In the wake of her death, her ongoing cause served as one of the primary talking points regarding the value of her life, which, in turn, says something positive about the reverence people still have for reading, continuously aware of how it affects not just one’s overall intelligence, but critical thinking and sense of morality. For where would we all be if not for that initial steady diet of Hans Christian Andersen? Committing homicides and stealing more often than we already do. That’s where. Thus, Barbara’s enduring devotion to the spread of literacy throughout a country otherwise generally content to chew on the cud of mass media is telling not only of her adorable old ladyness (for she was the type of woman who was born an old lady–it’s simply that way with people named Barbara), but also of her break with expected party line traditions. Because, let’s face it, before Barbara, Republican First Ladies were decidedly base in their “march” toward a goal.

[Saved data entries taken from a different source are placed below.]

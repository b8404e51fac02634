//! Create `city` table with FK to `department`.
//!
//! Deleting a department that still owns cities is refused.
use sea_orm_migration::{prelude::*, schema::*};

#[derive(DeriveMigrationName)]
pub struct Migration;

#[async_trait::async_trait]
impl MigrationTrait for Migration {
    async fn up(&self, manager: &SchemaManager) -> Result<(), DbErr> {
        manager
            .create_table(
                Table::create()
                    .table(City::Table)
                    .if_not_exists()
                    .col(pk_auto(City::Id))
                    .col(string_len(City::Name, 100))
                    .col(integer(City::DepartmentId))
                    .foreign_key(
                        ForeignKey::create()
                            .name("fk_city_department")
                            .from(City::Table, City::DepartmentId)
                            .to(Department::Table, Department::Id)
                            .on_delete(ForeignKeyAction::Restrict)
                            .on_update(ForeignKeyAction::Cascade),
                    )
                    .to_owned(),
            )
            .await
    }

    async fn down(&self, manager: &SchemaManager) -> Result<(), DbErr> {
        manager.drop_table(Table::drop().table(City::Table).to_owned()).await
    }
}

#[derive(DeriveIden)]
enum City { Table, Id, Name, DepartmentId }

#[derive(DeriveIden)]
enum Department { Table, Id }
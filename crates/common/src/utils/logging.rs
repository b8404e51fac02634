use std::io;
use tracing_subscriber::{fmt, EnvFilter};

/// Initialize tracing subscriber with sensible defaults and stdout writer.
/// - Respects `RUST_LOG` if set
/// - Falls back to `info,tower_http=info,sqlx=warn`
pub fn init_logging_default() {
    let env_filter = EnvFilter::try_from_default_env()
        .unwrap_or_else(|_| EnvFilter::new("info,tower_http=info,sqlx=warn"));
    let _ = fmt()
        .with_env_filter(env_filter)
        .with_target(false)
        .compact()
        .with_writer(io::stdout)
        .try_init();
}

/// Initialize tracing subscriber with JSON structured output.
/// - Respects `RUST_LOG` if set, defaults to `info` with service spans at debug
/// - Writes to stdout for consistent container logging behavior
pub fn init_logging_json() {
    let env_filter = EnvFilter::try_from_default_env()
        .unwrap_or_else(|_| EnvFilter::new("info,service=debug,sqlx=warn"));
    let _ = fmt()
        .with_env_filter(env_filter)
        .with_target(false)
        .json()
        .with_writer(io::stdout)
        .try_init();
}
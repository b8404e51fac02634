//! Case-insensitive unique indexes and FK lookup indexes.
//!
//! Expression indexes on `lower(..)` are not expressible through the index
//! builder, so those go through raw statements.
use sea_orm_migration::prelude::*;
use sea_orm_migration::sea_orm::ConnectionTrait;

const UNIQUE_EXPRESSION_INDEXES: &[(&str, &str)] = &[
    ("uniq_department_name_ci", r#"CREATE UNIQUE INDEX IF NOT EXISTS uniq_department_name_ci ON "department" (lower("name"))"#),
    ("uniq_role_name_ci", r#"CREATE UNIQUE INDEX IF NOT EXISTS uniq_role_name_ci ON "role" (lower("name"))"#),
    ("uniq_city_department_name_ci", r#"CREATE UNIQUE INDEX IF NOT EXISTS uniq_city_department_name_ci ON "city" ("department_id", lower("name"))"#),
    ("uniq_user_email_ci", r#"CREATE UNIQUE INDEX IF NOT EXISTS uniq_user_email_ci ON "user" (lower("email"))"#),
];

#[derive(DeriveMigrationName)]
pub struct Migration;

#[async_trait::async_trait]
impl MigrationTrait for Migration {
    async fn up(&self, manager: &SchemaManager) -> Result<(), DbErr> {
        let conn = manager.get_connection();
        for (_, sql) in UNIQUE_EXPRESSION_INDEXES {
            conn.execute_unprepared(sql).await?;
        }

        manager
            .create_index(
                Index::create()
                    .name("idx_city_department")
                    .table(City::Table)
                    .col(City::DepartmentId)
                    .to_owned(),
            )
            .await?;
        manager
            .create_index(
                Index::create()
                    .name("idx_user_city")
                    .table(User::Table)
                    .col(User::CityId)
                    .to_owned(),
            )
            .await?;
        manager
            .create_index(
                Index::create()
                    .name("idx_user_department")
                    .table(User::Table)
                    .col(User::DepartmentId)
                    .to_owned(),
            )
            .await?;
        manager
            .create_index(
                Index::create()
                    .name("idx_user_role")
                    .table(User::Table)
                    .col(User::RoleId)
                    .to_owned(),
            )
            .await
    }

    async fn down(&self, manager: &SchemaManager) -> Result<(), DbErr> {
        let conn = manager.get_connection();
        for (name, _) in UNIQUE_EXPRESSION_INDEXES {
            conn.execute_unprepared(&format!("DROP INDEX IF EXISTS {name}")).await?;
        }
        manager
            .drop_index(Index::drop().name("idx_city_department").table(City::Table).to_owned())
            .await?;
        manager
            .drop_index(Index::drop().name("idx_user_city").table(User::Table).to_owned())
            .await?;
        manager
            .drop_index(Index::drop().name("idx_user_department").table(User::Table).to_owned())
            .await?;
        manager
            .drop_index(Index::drop().name("idx_user_role").table(User::Table).to_owned())
            .await
    }
}

#[derive(DeriveIden)]
enum City { Table, DepartmentId }

#[derive(DeriveIden)]
enum User { Table, CityId, DepartmentId, RoleId }
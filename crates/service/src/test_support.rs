#![cfg(test)]
use std::sync::Arc;

use chrono::NaiveDate;
use migration::MigratorTrait;
use models::db::connect_with_config;
use sea_orm::DatabaseConnection;
use tokio::sync::OnceCell;

use crate::domain::{
    City, CreateUserInput, Department, NewCity, NewDepartment, NewRole, NewUser, Role, User,
};
use crate::repository::memory::MemoryStore;
use crate::repository::{CityRepository, DepartmentRepository, RoleRepository, UserRepository};
use crate::services::Services;

// Migrations run once per test process.
static MIGRATED: OnceCell<()> = OnceCell::const_new();

fn db_config() -> configs::DatabaseConfig {
    let mut cfg = configs::DatabaseConfig::default();
    cfg.normalize_from_env();
    cfg.max_connections = cfg.max_connections.max(10);
    cfg.min_connections = cfg.min_connections.min(1);
    cfg.acquire_timeout_secs = 10;
    cfg
}

pub async fn get_db() -> Result<DatabaseConnection, anyhow::Error> {
    MIGRATED
        .get_or_init(|| async {
            let db = connect_with_config(&db_config()).await.expect("connect db for migration");
            migration::Migrator::up(&db, None).await.expect("migrate up");
        })
        .await;

    let db = connect_with_config(&db_config()).await?;
    Ok(db)
}

/// Two departments, one city in each, two roles and one user.
pub struct Seed {
    pub store: Arc<MemoryStore>,
    pub lima: Department,
    pub cusco: Department,
    pub miraflores: City,
    pub wanchaq: City,
    pub admin: Role,
    pub courier: Role,
    pub juan: User,
}

pub async fn seeded() -> (Services, Seed) {
    let store = Arc::new(MemoryStore::new());
    let s = store.as_ref();
    let lima = DepartmentRepository::insert(s, NewDepartment { name: "Lima".into() }).await.unwrap();
    let cusco = DepartmentRepository::insert(s, NewDepartment { name: "Cusco".into() }).await.unwrap();
    let admin = RoleRepository::insert(s, NewRole { name: "Admin".into() }).await.unwrap();
    let courier = RoleRepository::insert(s, NewRole { name: "Courier".into() }).await.unwrap();
    let miraflores = CityRepository::insert(s, NewCity { name: "Miraflores".into(), department_id: lima.id })
        .await
        .unwrap();
    let wanchaq = CityRepository::insert(s, NewCity { name: "Wanchaq".into(), department_id: cusco.id })
        .await
        .unwrap();
    let juan = UserRepository::insert(
        s,
        NewUser {
            name: "Juan Perez".into(),
            email: "juan@example.com".into(),
            phone: Some("987654321".into()),
            registered_on: NaiveDate::from_ymd_opt(2024, 3, 1).unwrap(),
            address_detail: Some("Av. Larco 123".into()),
            city_id: miraflores.id,
            department_id: lima.id,
            role_id: admin.id,
        },
    )
    .await
    .unwrap();

    let services = Services::from_store(store.clone());
    (services, Seed { store, lima, cusco, miraflores, wanchaq, admin, courier, juan })
}

/// Valid courier signup in Miraflores, Lima.
pub fn maria(seed: &Seed) -> CreateUserInput {
    CreateUserInput {
        name: "Maria Lopez".into(),
        email: "maria@example.com".into(),
        phone: None,
        registered_on: None,
        address_detail: None,
        city_id: seed.miraflores.id,
        department_id: seed.lima.id,
        role_id: seed.courier.id,
    }
}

However, Barbara’s birth in “pinko” New York City, paired with an early interest in reading that found her positively associating it with coming together with her family in the evenings to pore over literature together, made her a lifelong acolyte of the written word. That her father was the president of the McCall corporation (the well-known publisher of the magazine of the same name and Redbook) likely only added to the fire of Barbara’s enthusiasm. What’s more, Barbara ultimately became a Smith girl, a college highly antithetical to eventually marrying one of the most quintessentially Republican presidents of all-time, the OG George Bush. Even so, she seemed to make the most of the doltish men that surrounded her, even allowing Jeb Bush a spot as a co-chair on the foundation as a way to possibly suggest that maybe he ought to pick up a book every now and again. Then, of course, there is that famous scene of George W. Bush sitting in a classroom with the words “Reading Makes a Country Great” behind him as he watches children with better reading comprehension recite words from the board just moments before being informed of the World Trade Center being blown to bits by two airplanes only to sit there frozen before absently picking up a children’s book and reading, likely thinking, “Fuck, I have to actually do something now.”

The point is, of course, that Barbara clearly passed this sense of duty about literacy onto her sons, in addition to the many other classrooms and homes she entered (via the television masterpieces Sesame Street and The Oprah Winfrey Show) tirelessly (or at least “tirelessly” by a rich person’s definition). And, as a result, maybe, just maybe, America is a little less daft than it otherwise would be. Not by much. But ever so slightly. And it’s all because of one very special Republican lady whose appeal transcended party lines.